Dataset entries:
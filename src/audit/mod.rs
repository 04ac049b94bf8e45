//! Strict replay of a lifecycle log.
//!
//! Every row must be legal at the moment it appears: unique ids, references
//! to existing deposits of the same client, and only the transitions
//! `Ok -> Disputed -> {Resolved, ChargedBack}`. A locked account takes no new
//! deposits or withdrawals; disputes, resolves and chargebacks still apply.
//! Withdrawals are not checked against available funds.

use std::collections::{BTreeMap, HashMap, HashSet};
use std::path::Path;
use tracing::{debug, info};

use crate::csv::{read_snapshots, read_transactions};
use crate::model::{Snapshot, TxKind};
use crate::oracle::Balances;
use crate::{Amount, ClientId, Transaction, TxId};

mod error;
pub use error::{AuditError, CheckError};

/// Lifecycle state of a deposit.
#[derive(Debug, Clone, Copy, PartialEq, Eq, Default)]
pub enum DepositState {
    /// Deposit is valid and can be disputed.
    #[default]
    Ok,
    /// Deposit is currently under dispute.
    Disputed,
    Resolved,
    ChargedBack,
}

#[derive(Debug, Clone)]
struct DepositRecord {
    client: ClientId,
    amount: Amount,
    state: DepositState,
}

/// Replays transactions, tracking balances per client.
#[derive(Debug, Default)]
pub struct Audit {
    clients: BTreeMap<ClientId, Balances>,
    deposits: HashMap<TxId, DepositRecord>,
    withdrawal_ids: HashSet<TxId>,
}

/// Outcome of a successful [`check_log`].
#[derive(Debug)]
pub struct Report {
    pub rows: u64,
    pub snapshots: Vec<Snapshot>,
}

/// Public API
impl Audit {
    pub fn new() -> Self {
        Self::default()
    }

    /// Apply a single row on top of the current state
    pub fn apply(&mut self, tx: &Transaction) -> Result<(), AuditError> {
        let kind = tx.kind();
        match *tx {
            Transaction::Deposit { client, tx, amount } => self.apply_deposit(client, tx, amount),
            Transaction::Withdrawal { client, tx, amount } => {
                self.apply_withdrawal(client, tx, amount)
            }
            Transaction::Dispute { client, tx } => {
                self.transition(kind, client, tx, DepositState::Ok, DepositState::Disputed)
            }
            Transaction::Resolve { client, tx } => {
                self.transition(kind, client, tx, DepositState::Disputed, DepositState::Resolved)
            }
            Transaction::Chargeback { client, tx } => self.transition(
                kind,
                client,
                tx,
                DepositState::Disputed,
                DepositState::ChargedBack,
            ),
        }
    }

    /// Balances of every client seen so far, ordered by client id.
    pub fn snapshots(&self) -> Vec<Snapshot> {
        self.clients
            .iter()
            .map(|(client, balances)| balances.snapshot(*client))
            .collect()
    }

    pub fn get_client(&self, client: ClientId) -> Option<Balances> {
        self.clients.get(&client).copied()
    }

    /// State of a known deposit.
    pub fn deposit_state(&self, tx: TxId) -> Option<DepositState> {
        self.deposits.get(&tx).map(|record| record.state)
    }
}

/// Private API
impl Audit {
    fn is_unique(&self, tx: &TxId) -> bool {
        !self.deposits.contains_key(tx) && !self.withdrawal_ids.contains(tx)
    }

    fn is_locked(&self, client: &ClientId) -> bool {
        self.clients.get(client).is_some_and(|b| b.locked)
    }

    fn apply_deposit(&mut self, client: ClientId, tx: TxId, amount: Amount) -> Result<(), AuditError> {
        if self.is_locked(&client) {
            return Err(AuditError::AccountLocked(TxKind::Deposit, client));
        }
        if !self.is_unique(&tx) {
            return Err(AuditError::DuplicateTxId(tx));
        }
        if !amount.is_positive() {
            return Err(AuditError::NonPositiveAmount(TxKind::Deposit, tx));
        }

        let balances = self.clients.entry(client).or_default();
        *balances = balances.credit(amount);
        self.deposits.insert(
            tx,
            DepositRecord {
                client,
                amount,
                state: DepositState::Ok,
            },
        );
        Ok(())
    }

    fn apply_withdrawal(
        &mut self,
        client: ClientId,
        tx: TxId,
        amount: Amount,
    ) -> Result<(), AuditError> {
        if self.is_locked(&client) {
            return Err(AuditError::AccountLocked(TxKind::Withdrawal, client));
        }
        if !self.is_unique(&tx) {
            return Err(AuditError::DuplicateTxId(tx));
        }
        if !amount.is_positive() {
            return Err(AuditError::NonPositiveAmount(TxKind::Withdrawal, tx));
        }

        let balances = self.clients.entry(client).or_default();
        *balances = balances.debit(amount);
        self.withdrawal_ids.insert(tx);
        Ok(())
    }

    /// Move a deposit from `from` to `to` and apply the matching balance change.
    fn transition(
        &mut self,
        kind: TxKind,
        client: ClientId,
        tx: TxId,
        from: DepositState,
        to: DepositState,
    ) -> Result<(), AuditError> {
        let record = self
            .deposits
            .get_mut(&tx)
            .ok_or(AuditError::TxNotFound(kind, tx))?;

        if record.client != client {
            return Err(AuditError::ClientMismatch(kind, tx, record.client, client));
        }
        if record.state != from {
            return Err(AuditError::InvalidState(kind, tx, record.state));
        }

        record.state = to;
        let amount = record.amount;
        let balances = self
            .clients
            .get_mut(&client)
            .ok_or(AuditError::TxNotFound(kind, tx))?;

        *balances = match to {
            DepositState::Disputed => balances.hold(amount),
            DepositState::Resolved => balances.release(amount),
            DepositState::ChargedBack => balances.remove_held(amount),
            DepositState::Ok => *balances,
        };
        debug_assert!(balances.is_consistent());
        Ok(())
    }
}

/// Replay the log at `log`, then compare with the snapshot file at `expected` if given.
pub fn check_log(log: impl AsRef<Path>, expected: Option<&Path>) -> Result<Report, CheckError> {
    let mut audit = Audit::new();
    let mut rows = 0;

    for result in read_transactions(log)? {
        let tx = result?;
        rows += 1;
        audit
            .apply(&tx)
            .map_err(|source| CheckError::Rejected { row: rows, tx, source })?;
    }
    debug!(rows, "log replayed");

    let snapshots = audit.snapshots();
    if let Some(path) = expected {
        let expected = read_snapshots(path)?;
        compare(&expected, &snapshots)?;
        info!(path = %path.display(), clients = expected.len(), "snapshot matches");
    }

    Ok(Report { rows, snapshots })
}

fn compare(expected: &[Snapshot], actual: &[Snapshot]) -> Result<(), CheckError> {
    for snapshot in expected {
        let found = actual.iter().find(|s| s.client == snapshot.client).copied();
        if found != Some(*snapshot) {
            return Err(CheckError::SnapshotMismatch {
                client: snapshot.client,
                expected: *snapshot,
                actual: found,
            });
        }
    }
    if expected.len() != actual.len() {
        return Err(CheckError::ClientCount {
            expected: expected.len(),
            actual: actual.len(),
        });
    }
    Ok(())
}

> [Work to be completed]
If a line in the records above has the word "copied", copy it out.

> [Finished task]
        self.clients.get(&client).copied()
        let found = actual.iter().find(|s| s.client == snapshot.client).copied();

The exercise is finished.